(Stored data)
┄┄┄┄┄┄┄┄┄┄

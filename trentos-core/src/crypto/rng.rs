//! Deterministic random bit generator: a CTR_DRBG built over
//! AES-128, seeded and periodically reseeded from an injected
//! [`EntropySource`]. Follows the NIST SP 800-90A CTR_DRBG construction
//! without a derivation function (our seed material is always exactly
//! `seedlen` bytes, so the optional df is unnecessary complexity).

use crate::entropy::EntropySource;
use crate::error::{CoreError, ErrorCode, Result};
use aes::cipher::{BlockEncrypt, KeyInit};
use aes::Aes128;
use generic_array::GenericArray;

const KEY_LEN: usize = 16;
const BLOCK_LEN: usize = 16;
const SEED_LEN: usize = KEY_LEN + BLOCK_LEN;

/// Number of `get_bytes` calls permitted between automatic reseeds, mirroring
/// SP 800-90A's reseed-interval guidance. Chosen conservatively small since
/// this crate cannot assume a hardware reseed budget.
const RESEED_INTERVAL: u64 = 1 << 16;

/// Flags accepted by [`Rng::get_bytes`].
#[derive(Clone, Copy, Debug, Default)]
pub struct RngFlags {
    /// Force a fresh reseed from the entropy source before generating,
    /// regardless of the reseed interval.
    pub prediction_resistance: bool,
}

/// CTR_DRBG-backed random bit generator.
pub struct Rng {
    key: [u8; KEY_LEN],
    v: [u8; BLOCK_LEN],
    entropy: Box<dyn EntropySource>,
    calls_since_reseed: u64,
}

impl Rng {
    /// Construct and instantiate (seed) the generator from `entropy`.
    pub fn new(mut entropy: Box<dyn EntropySource>) -> Result<Self> {
        let mut seed = [0u8; SEED_LEN];
        entropy
            .fill(&mut seed)
            .map_err(|e| CoreError::aborted("entropy source failed during RNG instantiation").with_cause(e))?;
        let mut rng = Self {
            key: [0u8; KEY_LEN],
            v: [0u8; BLOCK_LEN],
            entropy,
            calls_since_reseed: 0,
        };
        rng.update(&seed);
        Ok(rng)
    }

    fn encrypt_block(&self, block: &mut [u8; BLOCK_LEN]) {
        let cipher = Aes128::new(GenericArray::from_slice(&self.key));
        let mut ga = GenericArray::clone_from_slice(block);
        cipher.encrypt_block(&mut ga);
        block.copy_from_slice(&ga);
    }

    fn increment_v(&mut self) {
        for byte in self.v.iter_mut().rev() {
            let (next, overflow) = byte.overflowing_add(1);
            *byte = next;
            if !overflow {
                break;
            }
        }
    }

    /// CTR_DRBG `Update`: rekey from `provided_data` (exactly `SEED_LEN` bytes).
    fn update(&mut self, provided_data: &[u8; SEED_LEN]) {
        let mut temp = [0u8; SEED_LEN];
        let mut offset = 0;
        while offset < SEED_LEN {
            self.increment_v();
            let mut block = self.v;
            self.encrypt_block(&mut block);
            let n = (SEED_LEN - offset).min(BLOCK_LEN);
            temp[offset..offset + n].copy_from_slice(&block[..n]);
            offset += n;
        }
        for i in 0..SEED_LEN {
            temp[i] ^= provided_data[i];
        }
        self.key.copy_from_slice(&temp[..KEY_LEN]);
        self.v.copy_from_slice(&temp[KEY_LEN..]);
    }

    fn reseed(&mut self) -> Result<()> {
        let mut seed = [0u8; SEED_LEN];
        self.entropy
            .fill(&mut seed)
            .map_err(|e| CoreError::aborted("entropy source failed during RNG reseed").with_cause(e))?;
        self.update(&seed);
        self.calls_since_reseed = 0;
        Ok(())
    }

    /// Inject additional deterministic material directly into the DRBG
    /// state without drawing from the entropy source.
    pub fn reseed_with(&mut self, seed: &[u8]) -> Result<()> {
        if seed.len() != SEED_LEN {
            return Err(CoreError::invalid_parameter(format!(
                "reseed material must be exactly {SEED_LEN} bytes, got {}",
                seed.len()
            )));
        }
        let mut buf = [0u8; SEED_LEN];
        buf.copy_from_slice(seed);
        self.update(&buf);
        self.calls_since_reseed = 0;
        Ok(())
    }

    /// Fill `buf` with random bytes. Fails
    /// `Aborted` if a required reseed cannot draw fresh entropy, and
    /// `InsufficientSpace` if `buf` exceeds `dataport_size` (the caller's
    /// transport bound — checked here rather than trusted, since this is a
    /// public entry point, not an internal helper).
    pub fn get_bytes(&mut self, flags: RngFlags, buf: &mut [u8], dataport_size: usize) -> Result<()> {
        if buf.len() > dataport_size {
            return Err(CoreError::insufficient_space(format!(
                "requested {} bytes exceeds dataport size {dataport_size}",
                buf.len()
            )));
        }
        if flags.prediction_resistance || self.calls_since_reseed >= RESEED_INTERVAL {
            self.reseed()?;
        }
        let mut offset = 0;
        while offset < buf.len() {
            self.increment_v();
            let mut block = self.v;
            self.encrypt_block(&mut block);
            let n = (buf.len() - offset).min(BLOCK_LEN);
            buf[offset..offset + n].copy_from_slice(&block[..n]);
            offset += n;
        }
        // Rekey after generate, per SP 800-90A, using an all-zero
        // provided_data (no additional input supplied by this API).
        self.update(&[0u8; SEED_LEN]);
        self.calls_since_reseed += 1;
        Ok(())
    }
}

#[cfg(test)]
mod tests {
    use super::*;
    use crate::entropy::FixedEntropySource;

    #[test]
    fn deterministic_seed_yields_deterministic_output() {
        let mut a = Rng::new(Box::new(FixedEntropySource::new((0u8..32).collect::<Vec<_>>()))).unwrap();
        let mut b = Rng::new(Box::new(FixedEntropySource::new((0u8..32).collect::<Vec<_>>()))).unwrap();
        let mut out_a = [0u8; 48];
        let mut out_b = [0u8; 48];
        a.get_bytes(RngFlags::default(), &mut out_a, 4096).unwrap();
        b.get_bytes(RngFlags::default(), &mut out_b, 4096).unwrap();
        assert_eq!(out_a, out_b);
    }

    #[test]
    fn successive_calls_do_not_repeat() {
        let mut rng = Rng::new(Box::new(FixedEntropySource::new((1u8..33).collect::<Vec<_>>()))).unwrap();
        let mut first = [0u8; 16];
        let mut second = [0u8; 16];
        rng.get_bytes(RngFlags::default(), &mut first, 4096).unwrap();
        rng.get_bytes(RngFlags::default(), &mut second, 4096).unwrap();
        assert_ne!(first, second);
    }

    #[test]
    fn request_larger_than_dataport_is_insufficient_space() {
        let mut rng = Rng::new(Box::new(FixedEntropySource::zeroed())).unwrap();
        let mut buf = [0u8; 32];
        let err = rng.get_bytes(RngFlags::default(), &mut buf, 16).unwrap_err();
        assert_eq!(err.code(), ErrorCode::InsufficientSpace);
    }
}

┄┄┄┄┄┄┄┄┄┄

▶ **WHAT TO PRODUCE**: In how many lines of the entries does "crate" appear? Reply with only the number.

▶ **SOLUTION TO THIS EXERCISE**: 4